The institutions and norms of science provide opportunities for scientists in a system of incentives that satisfy their scientific and personal desires well enough to keep science viable in the near term. The institutions and norms, however, are under pressure to evolve. Part of this pressure is the fact that young people entering the geoscience work force relate to information technology in new ways and this technology is advancing at an ever-increasing pace.
Because our civilization’s survival depends on critical interdisciplinary geosciences such as ecology and climate science, it is geoscientists and their institutional partners who should be paying the most attention to open science.
Academia and the scientific community both shape and are shaped by media. One hundred years ago, geoscientists did field work, wrote papers on real paper, used mail, and had face-to-face meetings. Research progressed at a fairly methodical pace, often with little interaction between researchers in distance-separated geographic locations. Today, geoscientists use communication tools unthought of 50 years ago, enabling them to very rapidly network and interact with international colleagues and to access massive amounts of information, data and computing power. Such changes have accelerated progress in the Earth sciences and are beginning to open up new opportunities for institutions and individuals. Scientific publishers, for example, have opportunities to curate and publish data, and scientists potentially have more opportunities to be part of teams and communities that let each person make the most of their talents.
Today the Web, which at its root is a set of standards built on top of Internet standards, drives opportunity proliferation: Keyword searches, hyperlinking, tagging, geotagging, social networks, wikis, tweets, portals, web mapping, cloud computing, crowdsourcing, volunteered geographic information and smart phones all present opportunities for scientists. All depend on standards to provide universal access, data sharing and improved communication, and all present both risks and opportunities for institutions. Spawning unwieldy variety, emergent order shakes up old order.
For opportunities in the Earth sciences, what is particularly important are the geospatial standards that support access, sharing and improved communication of data and information referenced to Earth coordinate systems. Every Earth science community can benefit from a common “language” for expressing location, Earth feature properties and semantics, geoprocessing queries and responses, and sensor descriptions and data. New consensus-derived open standards developed by the global membership of the Open Geospatial Consortium4 (OGC) provide the foundation. OGC working groups are developing other standards that will address such things as communication of data provenance and quality, linking of information systems for natural and built environments, and location tagging of simple Short Message Service (SMS) messages.

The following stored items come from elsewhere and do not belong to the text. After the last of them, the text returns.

//! Vector search service trait

use std::fmt::Debug;

use async_trait::async_trait;

use super::{SearchMatch, VectorDocument};
use crate::domain::DomainError;

/// Narrow contract over the external vector index
///
/// The index's storage engine is opaque; callers of `upsert`/`delete` are
/// responsible for triggering cache invalidation.
#[async_trait]
pub trait VectorSearchService: Send + Sync + Debug {
    /// Ranked nearest documents, best first
    async fn search(
        &self,
        vector: &[f32],
        top_k: usize,
        namespace: Option<&str>,
    ) -> Result<Vec<SearchMatch>, DomainError>;

    /// Insert or replace documents
    async fn upsert(
        &self,
        documents: &[VectorDocument],
        namespace: Option<&str>,
    ) -> Result<usize, DomainError>;

    /// Remove documents by id
    async fn delete(&self, ids: &[String], namespace: Option<&str>) -> Result<(), DomainError>;

    /// Get the service name
    fn service_name(&self) -> &'static str;
}
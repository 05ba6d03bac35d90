//! Ingest command - embeds and upserts documents from a JSON file

use std::path::{Path, PathBuf};

use anyhow::Context;
use clap::Args;
use tracing::info;

use super::print_json;
use crate::infrastructure::services::IngestDocument;

/// Arguments for the ingest command
#[derive(Args, Clone)]
pub struct IngestArgs {
    /// JSON file holding an array of `{id, text, metadata?, namespace?}`
    pub file: PathBuf,

    /// Namespace for documents that do not name one
    #[arg(long)]
    pub namespace: Option<String>,
}

/// Ingest the documents and print the mutation report
pub async fn run(args: IngestArgs) -> anyhow::Result<()> {
    let config = super::bootstrap()?;

    let documents = read_documents(&args.file, args.namespace.as_deref())?;
    info!("Ingesting {} documents from {}", documents.len(), args.file.display());

    let orchestrator = crate::create_orchestrator(&config).await?;
    let report = orchestrator.ingest_batch_and_invalidate(documents).await?;

    print_json(&report)
}

fn read_documents(path: &Path, namespace: Option<&str>) -> anyhow::Result<Vec<IngestDocument>> {
    let data = std::fs::read_to_string(path)
        .with_context(|| format!("Failed to read {}", path.display()))?;

    parse_documents(&data, namespace)
        .with_context(|| format!("Invalid document file {}", path.display()))
}

fn parse_documents(data: &str, namespace: Option<&str>) -> anyhow::Result<Vec<IngestDocument>> {
    let mut documents: Vec<IngestDocument> = serde_json::from_str(data)?;

    if let Some(namespace) = namespace {
        for document in documents.iter_mut().filter(|d| d.namespace.is_none()) {
            document.namespace = Some(namespace.to_string());
        }
    }

    Ok(documents)
}
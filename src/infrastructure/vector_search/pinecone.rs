//! Pinecone data-plane client

use async_trait::async_trait;
use serde::{Deserialize, Serialize};
use tracing::debug;

use crate::domain::vector_search::{SearchMatch, VectorDocument, VectorSearchService};
use crate::domain::DomainError;
use crate::infrastructure::http_client::HttpClientTrait;

/// Vector search over a Pinecone index host
#[derive(Debug)]
pub struct PineconeVectorSearch<C: HttpClientTrait> {
    client: C,
    host: String,
    api_key: String,
}

impl<C: HttpClientTrait> PineconeVectorSearch<C> {
    /// `host` is the index host, with or without scheme
    pub fn new(client: C, host: impl Into<String>, api_key: impl Into<String>) -> Self {
        let host = host.into();
        let host = host.trim_end_matches('/');
        let host = if host.starts_with("http://") || host.starts_with("https://") {
            host.to_string()
        } else {
            format!("https://{}", host)
        };

        Self {
            client,
            host,
            api_key: api_key.into(),
        }
    }

    fn url(&self, path: &str) -> String {
        format!("{}{}", self.host, path)
    }

    fn headers(&self) -> Vec<(&str, &str)> {
        vec![
            ("Api-Key", self.api_key.as_str()),
            ("Content-Type", "application/json"),
        ]
    }

    async fn post<T: Serialize + Sync>(
        &self,
        path: &str,
        body: &T,
    ) -> Result<serde_json::Value, DomainError> {
        let body = serde_json::to_value(body).map_err(|e| {
            DomainError::internal(format!("Failed to serialize Pinecone request: {}", e))
        })?;

        self.client
            .post_json(&self.url(path), self.headers(), &body)
            .await
    }
}

#[async_trait]
impl<C: HttpClientTrait> VectorSearchService for PineconeVectorSearch<C> {
    async fn search(
        &self,
        vector: &[f32],
        top_k: usize,
        namespace: Option<&str>,
    ) -> Result<Vec<SearchMatch>, DomainError> {
        let request = QueryRequest {
            vector,
            top_k,
            namespace,
            include_metadata: false,
            include_values: false,
        };

        let response = self.post("/query", &request).await?;
        let response: QueryResponse = serde_json::from_value(response).map_err(|e| {
            DomainError::upstream("pinecone", format!("Failed to parse query response: {}", e))
        })?;

        debug!(matches = response.matches.len(), "Pinecone query completed");

        Ok(response
            .matches
            .into_iter()
            .take(top_k)
            .map(|m| SearchMatch::new(m.id, m.score))
            .collect())
    }

    async fn upsert(
        &self,
        documents: &[VectorDocument],
        namespace: Option<&str>,
    ) -> Result<usize, DomainError> {
        if documents.is_empty() {
            return Ok(0);
        }

        let request = UpsertRequest {
            vectors: documents
                .iter()
                .map(|doc| PineconeVector {
                    id: &doc.id,
                    values: &doc.vector,
                    metadata: &doc.metadata,
                })
                .collect(),
            namespace,
        };

        let response = self.post("/vectors/upsert", &request).await?;
        let response: UpsertResponse = serde_json::from_value(response).map_err(|e| {
            DomainError::upstream("pinecone", format!("Failed to parse upsert response: {}", e))
        })?;

        Ok(response.upserted_count)
    }

    async fn delete(&self, ids: &[String], namespace: Option<&str>) -> Result<(), DomainError> {
        if ids.is_empty() {
            return Ok(());
        }

        let request = DeleteRequest { ids, namespace };
        self.post("/vectors/delete", &request).await?;

        Ok(())
    }

    fn service_name(&self) -> &'static str {
        "pinecone"
    }
}

// Pinecone API types

#[derive(Debug, Serialize)]
#[serde(rename_all = "camelCase")]
struct QueryRequest<'a> {
    vector: &'a [f32],
    top_k: usize,
    #[serde(skip_serializing_if = "Option::is_none")]
    namespace: Option<&'a str>,
    include_metadata: bool,
    include_values: bool,
}

#[derive(Debug, Deserialize)]
struct QueryResponse {
    #[serde(default)]
    matches: Vec<PineconeMatch>,
}

#[derive(Debug, Deserialize)]
struct PineconeMatch {
    id: String,
    #[serde(default)]
    score: f32,
}

#[derive(Debug, Serialize)]
struct UpsertRequest<'a> {
    vectors: Vec<PineconeVector<'a>>,
    #[serde(skip_serializing_if = "Option::is_none")]
    namespace: Option<&'a str>,
}

#[derive(Debug, Serialize)]
struct PineconeVector<'a> {
    id: &'a str,
    values: &'a [f32],
    #[serde(skip_serializing_if = "serde_json::Map::is_empty")]
    metadata: &'a serde_json::Map<String, serde_json::Value>,
}

#[derive(Debug, Deserialize)]
#[serde(rename_all = "camelCase")]
struct UpsertResponse {
    #[serde(default)]
    upserted_count: usize,
}

#[derive(Debug, Serialize)]
struct DeleteRequest<'a> {
    ids: &'a [String],
    #[serde(skip_serializing_if = "Option::is_none")]
    namespace: Option<&'a str>,
}

#[cfg(test)]
mod tests {
    use super::*;
    use crate::infrastructure::http_client::mock::MockHttpClient;
    use crate::infrastructure::http_client::HttpClient;
    use wiremock::matchers::{body_partial_json, header, method, path};
    use wiremock::{Mock, MockServer, ResponseTemplate};

    fn service(server: &MockServer) -> PineconeVectorSearch<HttpClient> {
        PineconeVectorSearch::new(HttpClient::new("pinecone"), server.uri(), "pc-key")
    }

    #[tokio::test]
    async fn test_query() {
        let server = MockServer::start().await;
        Mock::given(method("POST"))
            .and(path("/query"))
            .and(header("api-key", "pc-key"))
            .and(body_partial_json(serde_json::json!({
                "topK": 2,
                "namespace": "products",
                "includeMetadata": false
            })))
            .respond_with(ResponseTemplate::new(200).set_body_json(serde_json::json!({
                "matches": [
                    {"id": "d1", "score": 0.97},
                    {"id": "d2", "score": 0.81}
                ],
                "namespace": "products"
            })))
            .expect(1)
            .mount(&server)
            .await;

        let matches = service(&server)
            .search(&[0.1, 0.2], 2, Some("products"))
            .await
            .unwrap();

        assert_eq!(
            matches,
            vec![SearchMatch::new("d1", 0.97), SearchMatch::new("d2", 0.81)]
        );
    }

    #[tokio::test]
    async fn test_upsert() {
        let server = MockServer::start().await;
        Mock::given(method("POST"))
            .and(path("/vectors/upsert"))
            .and(body_partial_json(serde_json::json!({
                "vectors": [{"id": "d1", "values": [1.0, 0.0]}]
            })))
            .respond_with(
                ResponseTemplate::new(200).set_body_json(serde_json::json!({"upsertedCount": 1})),
            )
            .expect(1)
            .mount(&server)
            .await;

        let count = service(&server)
            .upsert(&[VectorDocument::new("d1", vec![1.0, 0.0])], None)
            .await
            .unwrap();

        assert_eq!(count, 1);
    }

    #[tokio::test]
    async fn test_delete() {
        let server = MockServer::start().await;
        Mock::given(method("POST"))
            .and(path("/vectors/delete"))
            .and(body_partial_json(serde_json::json!({"ids": ["d1", "d2"]})))
            .respond_with(ResponseTemplate::new(200).set_body_json(serde_json::json!({})))
            .expect(1)
            .mount(&server)
            .await;

        service(&server)
            .delete(&["d1".to_string(), "d2".to_string()], None)
            .await
            .unwrap();
    }

    #[tokio::test]
    async fn test_server_error_is_upstream() {
        let server = MockServer::start().await;
        Mock::given(method("POST"))
            .respond_with(ResponseTemplate::new(500))
            .mount(&server)
            .await;

        let result = service(&server).search(&[0.1], 1, None).await;
        assert!(matches!(result, Err(DomainError::UpstreamCompute { .. })));
    }

    #[tokio::test]
    async fn test_empty_mutations_skip_requests() {
        let client = MockHttpClient::new();
        let index = PineconeVectorSearch::new(client, "index.svc.pinecone.io", "key");

        assert_eq!(index.upsert(&[], None).await.unwrap(), 0);
        index.delete(&[], None).await.unwrap();
        assert!(index.client.requests().is_empty());
    }

    #[test]
    fn test_host_normalization() {
        let index = PineconeVectorSearch::new(MockHttpClient::new(), "idx.pinecone.io/", "key");
        assert_eq!(index.url("/query"), "https://idx.pinecone.io/query");

        let index = PineconeVectorSearch::new(MockHttpClient::new(), "http://localhost:5080", "key");
        assert_eq!(index.url("/query"), "http://localhost:5080/query");
    }
}
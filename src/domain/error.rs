use thiserror::Error;

/// Core domain errors
#[derive(Debug, Error)]
pub enum DomainError {
    /// The cache server could not be reached or did not answer in time
    #[error("Cache unavailable: {message}")]
    CacheUnavailable { message: String },

    /// A stored cache value failed to decode or validate
    #[error("Invalid cache entry '{key}': {message}")]
    InvalidEntry { key: String, message: String },

    /// The embedding provider or the vector index failed
    #[error("Upstream error: {service} - {message}")]
    UpstreamCompute { service: String, message: String },

    #[error("Validation error: {message}")]
    Validation { message: String },

    #[error("Configuration error: {message}")]
    Configuration { message: String },

    #[error("Internal error: {message}")]
    Internal { message: String },
}

impl DomainError {
    pub fn cache_unavailable(message: impl Into<String>) -> Self {
        Self::CacheUnavailable {
            message: message.into(),
        }
    }

    pub fn invalid_entry(key: impl Into<String>, message: impl Into<String>) -> Self {
        Self::InvalidEntry {
            key: key.into(),
            message: message.into(),
        }
    }

    pub fn upstream(service: impl Into<String>, message: impl Into<String>) -> Self {
        Self::UpstreamCompute {
            service: service.into(),
            message: message.into(),
        }
    }

    pub fn validation(message: impl Into<String>) -> Self {
        Self::Validation {
            message: message.into(),
        }
    }

    pub fn configuration(message: impl Into<String>) -> Self {
        Self::Configuration {
            message: message.into(),
        }
    }

    pub fn internal(message: impl Into<String>) -> Self {
        Self::Internal {
            message: message.into(),
        }
    }

    /// Errors raised by the cache layer itself, which callers recover from
    /// by treating the lookup as a miss
    pub fn is_cache_error(&self) -> bool {
        matches!(
            self,
            Self::CacheUnavailable { .. } | Self::InvalidEntry { .. }
        )
    }
}
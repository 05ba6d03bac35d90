//! Observability infrastructure - Prometheus metrics

mod config;
mod metrics;

pub use config::MetricsConfig;
pub use metrics::{
    init_metrics, record_cache_lookup, record_invalidation, record_upstream, CacheTier,
    LookupOutcome,
};
//! Semantic cache configuration

use std::time::Duration;

use serde::{Deserialize, Serialize};

/// Configuration for the embedding and search-result cache tiers
#[derive(Debug, Clone, Serialize, Deserialize)]
pub struct SemanticCacheConfig {
    /// Whether caching is enabled. When disabled every lookup is a miss
    /// and nothing is stored.
    #[serde(default = "default_enabled")]
    pub enabled: bool,

    /// Similarity threshold for search cache hits (0.0 to 1.0)
    /// Higher values reduce incorrect reuse but lower the hit rate
    #[serde(default = "default_similarity_threshold")]
    pub similarity_threshold: f32,

    /// Time-to-live for cached embeddings in seconds
    #[serde(default = "default_embedding_ttl_secs")]
    pub embedding_ttl_secs: u64,

    /// Time-to-live for cached search results in seconds. Also bounds how
    /// long a newly created document can be missing from cached results.
    #[serde(default = "default_search_ttl_secs")]
    pub search_ttl_secs: u64,

    /// Lowercase text before hashing it into an embedding key
    #[serde(default = "default_true")]
    pub case_fold: bool,
}

fn default_enabled() -> bool {
    true
}

fn default_similarity_threshold() -> f32 {
    0.9
}

fn default_embedding_ttl_secs() -> u64 {
    86_400
}

fn default_search_ttl_secs() -> u64 {
    3_600
}

fn default_true() -> bool {
    true
}

impl Default for SemanticCacheConfig {
    fn default() -> Self {
        Self {
            enabled: default_enabled(),
            similarity_threshold: default_similarity_threshold(),
            embedding_ttl_secs: default_embedding_ttl_secs(),
            search_ttl_secs: default_search_ttl_secs(),
            case_fold: default_true(),
        }
    }
}

impl SemanticCacheConfig {
    /// Create a new config with default values
    pub fn new() -> Self {
        Self::default()
    }

    /// Get the embedding TTL as Duration
    pub fn embedding_ttl(&self) -> Duration {
        Duration::from_secs(self.embedding_ttl_secs)
    }

    /// Get the search-result TTL as Duration
    pub fn search_ttl(&self) -> Duration {
        Duration::from_secs(self.search_ttl_secs)
    }

    /// Set whether caching is enabled
    pub fn with_enabled(mut self, enabled: bool) -> Self {
        self.enabled = enabled;
        self
    }

    /// Set the similarity threshold
    pub fn with_similarity_threshold(mut self, threshold: f32) -> Self {
        self.similarity_threshold = threshold.clamp(0.0, 1.0);
        self
    }

    /// Set the embedding TTL
    pub fn with_embedding_ttl(mut self, ttl: Duration) -> Self {
        self.embedding_ttl_secs = ttl.as_secs();
        self
    }

    /// Set the search-result TTL
    pub fn with_search_ttl(mut self, ttl: Duration) -> Self {
        self.search_ttl_secs = ttl.as_secs();
        self
    }

    /// Set whether to case-fold text before hashing
    pub fn with_case_fold(mut self, case_fold: bool) -> Self {
        self.case_fold = case_fold;
        self
    }
}
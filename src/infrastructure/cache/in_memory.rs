//! In-memory cache store implementation using moka

use std::collections::HashSet;
use std::sync::Arc;
use std::time::{Duration, Instant};

use async_trait::async_trait;
use moka::future::Cache as MokaCache;
use moka::Expiry;

use crate::domain::cache::{CacheStore, SimilarKey, SimilarityQuery};
use crate::domain::embedding::similarity_score;
use crate::domain::DomainError;

/// Configuration for the in-memory store
#[derive(Debug, Clone)]
pub struct InMemoryCacheStoreConfig {
    /// Maximum number of entries (values and sets)
    pub max_capacity: u64,
}

impl Default for InMemoryCacheStoreConfig {
    fn default() -> Self {
        Self {
            max_capacity: 100_000,
        }
    }
}

impl InMemoryCacheStoreConfig {
    pub fn with_max_capacity(mut self, capacity: u64) -> Self {
        self.max_capacity = capacity;
        self
    }
}

#[derive(Debug, Clone)]
enum Payload {
    Value {
        data: Arc<str>,
        vector: Option<Arc<[f32]>>,
    },
    Set(Arc<HashSet<String>>),
}

/// Entry stored in moka
#[derive(Debug, Clone)]
struct StoredEntry {
    payload: Payload,
    ttl: Duration,
    expires_at: Instant,
}

impl StoredEntry {
    fn new(payload: Payload, ttl: Duration) -> Self {
        Self {
            payload,
            ttl,
            expires_at: Instant::now() + ttl,
        }
    }

    fn is_expired(&self) -> bool {
        Instant::now() >= self.expires_at
    }
}

/// Lifetime given to counters, which have no TTL of their own
const COUNTER_TTL: Duration = Duration::from_secs(10 * 365 * 24 * 60 * 60);

/// Per-entry TTL: creation and every overwrite restart the entry's clock
struct EntryExpiry;

impl Expiry<String, StoredEntry> for EntryExpiry {
    fn expire_after_create(
        &self,
        _key: &String,
        value: &StoredEntry,
        _created_at: Instant,
    ) -> Option<Duration> {
        Some(value.ttl)
    }

    fn expire_after_update(
        &self,
        _key: &String,
        value: &StoredEntry,
        _updated_at: Instant,
        _duration_until_expiry: Option<Duration>,
    ) -> Option<Duration> {
        Some(value.ttl)
    }
}

/// Thread-safe in-memory store using moka
///
/// Similarity lookups are a brute-force scan over indexed vectors, which is
/// adequate for development and small caches.
#[derive(Debug, Clone)]
pub struct InMemoryCacheStore {
    cache: MokaCache<String, StoredEntry>,
}

impl InMemoryCacheStore {
    /// Creates a new in-memory store with default configuration
    pub fn new() -> Self {
        Self::with_config(InMemoryCacheStoreConfig::default())
    }

    /// Creates a new in-memory store with the given configuration
    pub fn with_config(config: InMemoryCacheStoreConfig) -> Self {
        let cache = MokaCache::builder()
            .max_capacity(config.max_capacity)
            .expire_after(EntryExpiry)
            .build();

        Self { cache }
    }

    async fn live_entry(&self, key: &str) -> Option<StoredEntry> {
        match self.cache.get(key).await {
            Some(entry) if entry.is_expired() => {
                self.cache.invalidate(key).await;
                None
            }
            other => other,
        }
    }

    fn value_entry(value: &str, vector: Option<&[f32]>, ttl: Duration) -> StoredEntry {
        StoredEntry::new(
            Payload::Value {
                data: Arc::from(value),
                vector: vector.map(Arc::from),
            },
            ttl,
        )
    }
}

impl Default for InMemoryCacheStore {
    fn default() -> Self {
        Self::new()
    }
}

#[async_trait]
impl CacheStore for InMemoryCacheStore {
    async fn get_raw(&self, key: &str) -> Result<Option<String>, DomainError> {
        match self.live_entry(key).await {
            Some(StoredEntry {
                payload: Payload::Value { data, .. },
                ..
            }) => Ok(Some(data.to_string())),
            Some(_) => Err(DomainError::invalid_entry(key, "key holds a set")),
            None => Ok(None),
        }
    }

    async fn set_raw(&self, key: &str, value: &str, ttl: Duration) -> Result<(), DomainError> {
        self.cache
            .insert(key.to_string(), Self::value_entry(value, None, ttl))
            .await;
        Ok(())
    }

    async fn set_vector(
        &self,
        key: &str,
        value: &str,
        vector: &[f32],
        ttl: Duration,
    ) -> Result<(), DomainError> {
        self.cache
            .insert(key.to_string(), Self::value_entry(value, Some(vector), ttl))
            .await;
        Ok(())
    }

    async fn delete(&self, key: &str) -> Result<bool, DomainError> {
        Ok(self
            .cache
            .remove(key)
            .await
            .is_some_and(|entry| !entry.is_expired()))
    }

    async fn expire(&self, key: &str, ttl: Duration) -> Result<bool, DomainError> {
        match self.live_entry(key).await {
            Some(entry) => {
                let refreshed = StoredEntry::new(entry.payload, ttl);
                self.cache.insert(key.to_string(), refreshed).await;
                Ok(true)
            }
            None => Ok(false),
        }
    }

    async fn find_similar(
        &self,
        query: &SimilarityQuery<'_>,
    ) -> Result<Vec<SimilarKey>, DomainError> {
        let mut results: Vec<SimilarKey> = self
            .cache
            .iter()
            .filter(|(key, entry)| query.accepts_key(key.as_str()) && !entry.is_expired())
            .filter_map(|(key, entry)| match &entry.payload {
                Payload::Value {
                    vector: Some(vector),
                    ..
                } => Some(SimilarKey::new(
                    key.as_str(),
                    similarity_score(query.vector, vector),
                )),
                _ => None,
            })
            .filter(|result| result.similarity >= query.threshold)
            .collect();

        // Sort by similarity descending
        results.sort_by(|a, b| {
            b.similarity
                .partial_cmp(&a.similarity)
                .unwrap_or(std::cmp::Ordering::Equal)
        });

        results.truncate(query.limit);

        Ok(results)
    }

    async fn add_to_set(
        &self,
        key: &str,
        member: &str,
        ttl: Duration,
    ) -> Result<(), DomainError> {
        let member = member.to_string();

        self.cache
            .entry(key.to_string())
            .and_upsert_with(|existing| {
                let mut members = match existing.map(|entry| entry.into_value()) {
                    Some(StoredEntry {
                        payload: Payload::Set(set),
                        expires_at,
                        ..
                    }) if Instant::now() < expires_at => (*set).clone(),
                    _ => HashSet::new(),
                };
                members.insert(member);

                std::future::ready(StoredEntry::new(Payload::Set(Arc::new(members)), ttl))
            })
            .await;

        Ok(())
    }

    async fn take_set(&self, key: &str) -> Result<Vec<String>, DomainError> {
        match self.cache.remove(key).await {
            Some(entry) if entry.is_expired() => Ok(Vec::new()),
            Some(StoredEntry {
                payload: Payload::Set(set),
                ..
            }) => {
                let mut members: Vec<String> = set.iter().cloned().collect();
                members.sort();
                Ok(members)
            }
            Some(_) => Err(DomainError::invalid_entry(key, "key holds a plain value")),
            None => Ok(Vec::new()),
        }
    }

    async fn increment(&self, key: &str) -> Result<u64, DomainError> {
        let mut malformed = false;

        let entry = self
            .cache
            .entry(key.to_string())
            .and_upsert_with(|existing| {
                let next = match existing.map(|entry| entry.into_value()) {
                    Some(entry) if !entry.is_expired() => {
                        let current = match &entry.payload {
                            Payload::Value { data, .. } => data.parse::<u64>().ok(),
                            Payload::Set(_) => None,
                        };

                        match current {
                            Some(value) => Self::value_entry(
                                &value.saturating_add(1).to_string(),
                                None,
                                COUNTER_TTL,
                            ),
                            // Left in place
                            None => {
                                malformed = true;
                                entry
                            }
                        }
                    }
                    _ => Self::value_entry("1", None, COUNTER_TTL),
                };

                std::future::ready(next)
            })
            .await;

        if malformed {
            return Err(DomainError::invalid_entry(key, "key does not hold a counter"));
        }

        match entry.into_value().payload {
            Payload::Value { data, .. } => data
                .parse::<u64>()
                .map_err(|e| DomainError::internal(format!("Counter {} is corrupt: {}", key, e))),
            Payload::Set(_) => Err(DomainError::invalid_entry(key, "key holds a set")),
        }
    }
}

#[cfg(test)]
mod tests {
    use super::*;
    use crate::domain::cache::CacheStoreExt;

    const TTL: Duration = Duration::from_secs(60);

    #[tokio::test]
    async fn test_set_and_get() {
        let store = InMemoryCacheStore::new();
        store.set("key1", &"value1", TTL).await.unwrap();

        let result: Option<String> = store.get("key1").await.unwrap();
        assert_eq!(result, Some("value1".to_string()));
    }

    #[tokio::test]
    async fn test_get_missing() {
        let store = InMemoryCacheStore::new();

        let result: Option<String> = store.get("missing").await.unwrap();
        assert!(result.is_none());
    }

    #[tokio::test]
    async fn test_overwrite_replaces_value() {
        let store = InMemoryCacheStore::new();
        store.set("key", &1u32, TTL).await.unwrap();
        store.set("key", &2u32, TTL).await.unwrap();

        let result: Option<u32> = store.get("key").await.unwrap();
        assert_eq!(result, Some(2));
    }

    #[tokio::test]
    async fn test_entry_expires() {
        let store = InMemoryCacheStore::new();
        store
            .set_raw("short", "\"v\"", Duration::from_millis(50))
            .await
            .unwrap();

        tokio::time::sleep(Duration::from_millis(120)).await;

        assert!(store.get_raw("short").await.unwrap().is_none());
    }

    #[tokio::test]
    async fn test_delete_is_idempotent() {
        let store = InMemoryCacheStore::new();
        store.set("key", &"v", TTL).await.unwrap();

        assert!(store.delete("key").await.unwrap());
        assert!(!store.delete("key").await.unwrap());
        assert!(store.get_raw("key").await.unwrap().is_none());
    }

    #[tokio::test]
    async fn test_expire_updates_ttl() {
        let store = InMemoryCacheStore::new();
        store.set("key", &"v", TTL).await.unwrap();

        assert!(store.expire("key", Duration::from_millis(30)).await.unwrap());
        assert!(!store.expire("missing", TTL).await.unwrap());

        tokio::time::sleep(Duration::from_millis(80)).await;
        assert!(store.get_raw("key").await.unwrap().is_none());
    }

    #[tokio::test]
    async fn test_find_similar_orders_and_filters() {
        let store = InMemoryCacheStore::new();
        store.set_vector("a", "1", &[1.0, 0.0], TTL).await.unwrap();
        store.set_vector("b", "2", &[0.9, 0.1], TTL).await.unwrap();
        store.set_vector("c", "3", &[0.0, 1.0], TTL).await.unwrap();
        store.set_raw("plain", "4", TTL).await.unwrap();

        let query = [1.0, 0.0];
        let results = store
            .find_similar(&SimilarityQuery::new(&query, 0.9, 10))
            .await
            .unwrap();

        let keys: Vec<&str> = results.iter().map(|r| r.key.as_str()).collect();
        assert_eq!(keys, vec!["a", "b"]);
        assert!(results[0].similarity >= results[1].similarity);
    }

    #[tokio::test]
    async fn test_find_similar_limit_and_prefix() {
        let store = InMemoryCacheStore::new();
        store.set_vector("x:1", "1", &[1.0, 0.0], TTL).await.unwrap();
        store.set_vector("y:1", "2", &[1.0, 0.0], TTL).await.unwrap();
        store.set_vector("x:2", "3", &[0.95, 0.05], TTL).await.unwrap();

        let query = [1.0, 0.0];
        let results = store
            .find_similar(&SimilarityQuery::new(&query, 0.5, 1).with_key_prefix("x:"))
            .await
            .unwrap();

        assert_eq!(results.len(), 1);
        assert_eq!(results[0].key, "x:1");
    }

    #[tokio::test]
    async fn test_deleted_vector_not_found() {
        let store = InMemoryCacheStore::new();
        store.set_vector("a", "1", &[1.0, 0.0], TTL).await.unwrap();
        store.delete("a").await.unwrap();

        let query = [1.0, 0.0];
        let results = store
            .find_similar(&SimilarityQuery::new(&query, 0.1, 10))
            .await
            .unwrap();
        assert!(results.is_empty());
    }

    #[tokio::test]
    async fn test_set_add_and_take() {
        let store = InMemoryCacheStore::new();
        store.add_to_set("s", "b", TTL).await.unwrap();
        store.add_to_set("s", "a", TTL).await.unwrap();
        store.add_to_set("s", "a", TTL).await.unwrap();

        assert_eq!(store.take_set("s").await.unwrap(), vec!["a", "b"]);
        assert!(store.take_set("s").await.unwrap().is_empty());
    }

    #[tokio::test]
    async fn test_increment_counts_from_zero() {
        let store = InMemoryCacheStore::new();

        assert_eq!(store.increment("counter").await.unwrap(), 1);
        assert_eq!(store.increment("counter").await.unwrap(), 2);
        assert_eq!(store.get_raw("counter").await.unwrap().as_deref(), Some("2"));
    }

    #[tokio::test]
    async fn test_increment_rejects_non_counter() {
        let store = InMemoryCacheStore::new();
        store.set_raw("text", "\"hello\"", TTL).await.unwrap();

        assert!(matches!(
            store.increment("text").await,
            Err(DomainError::InvalidEntry { .. })
        ));
        assert_eq!(store.get_raw("text").await.unwrap().as_deref(), Some("\"hello\""));
    }

    #[tokio::test]
    async fn test_get_on_set_is_invalid_entry() {
        let store = InMemoryCacheStore::new();
        store.add_to_set("s", "a", TTL).await.unwrap();

        assert!(matches!(
            store.get_raw("s").await,
            Err(DomainError::InvalidEntry { .. })
        ));
    }
}
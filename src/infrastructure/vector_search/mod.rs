//! Vector search service implementations

mod in_memory;
mod pinecone;

pub use in_memory::InMemoryVectorSearch;
pub use pinecone::PineconeVectorSearch;
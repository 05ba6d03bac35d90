//! Infrastructure layer - External service implementations

pub mod cache;
pub mod embedding;
pub mod http_client;
pub mod logging;
pub mod observability;
pub mod services;
pub mod vector_search;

Science wants to create and connect facts to create knowledge, and to connect bits of knowledge to create greater knowledge5. These functions depend on communication, so new, more powerful media based on new communication standards help science achieve its goals.
Internet disrupts, institutions resist
In science as in other domains, such as news reporting, the Internet is radically disruptive to old business models and incentive structures. The scientific paper selection and peer review process has become marginally faster with digital communications, but researchers effectively embargo their data both before and after publication. The publication of data is potentially easy and obviously useful (see the two previous articles in this series), so it ought to be the norm, but in practice new structures are needed to deal with rights, attribution, distribution, reputation, responsibilities and payment, and it takes time for such structures to form. To some, it seems that the integrity of science is at risk. To others, it seems that science is moving much too slowly into an era of greater integrity, effectiveness and growth.
With every disruptive technology, something is lost but something is gained (consider Socrates’ disdain for writing). Whether you share Kelly’s techno-optimism or not, the Internet challenge is unavoidable and we must look for answers to the question, “How can the institutions and practices of science be reshaped, not only to keep science viable but also to take science to a new level of integrity and effectiveness in an environment of new and ubiquitous information technologies?” Kelly, who carefully considers neo-Luddite fears and who speaks of our technologies as our children, would be the first to add, “How can we train the new information technologies to better serve science?”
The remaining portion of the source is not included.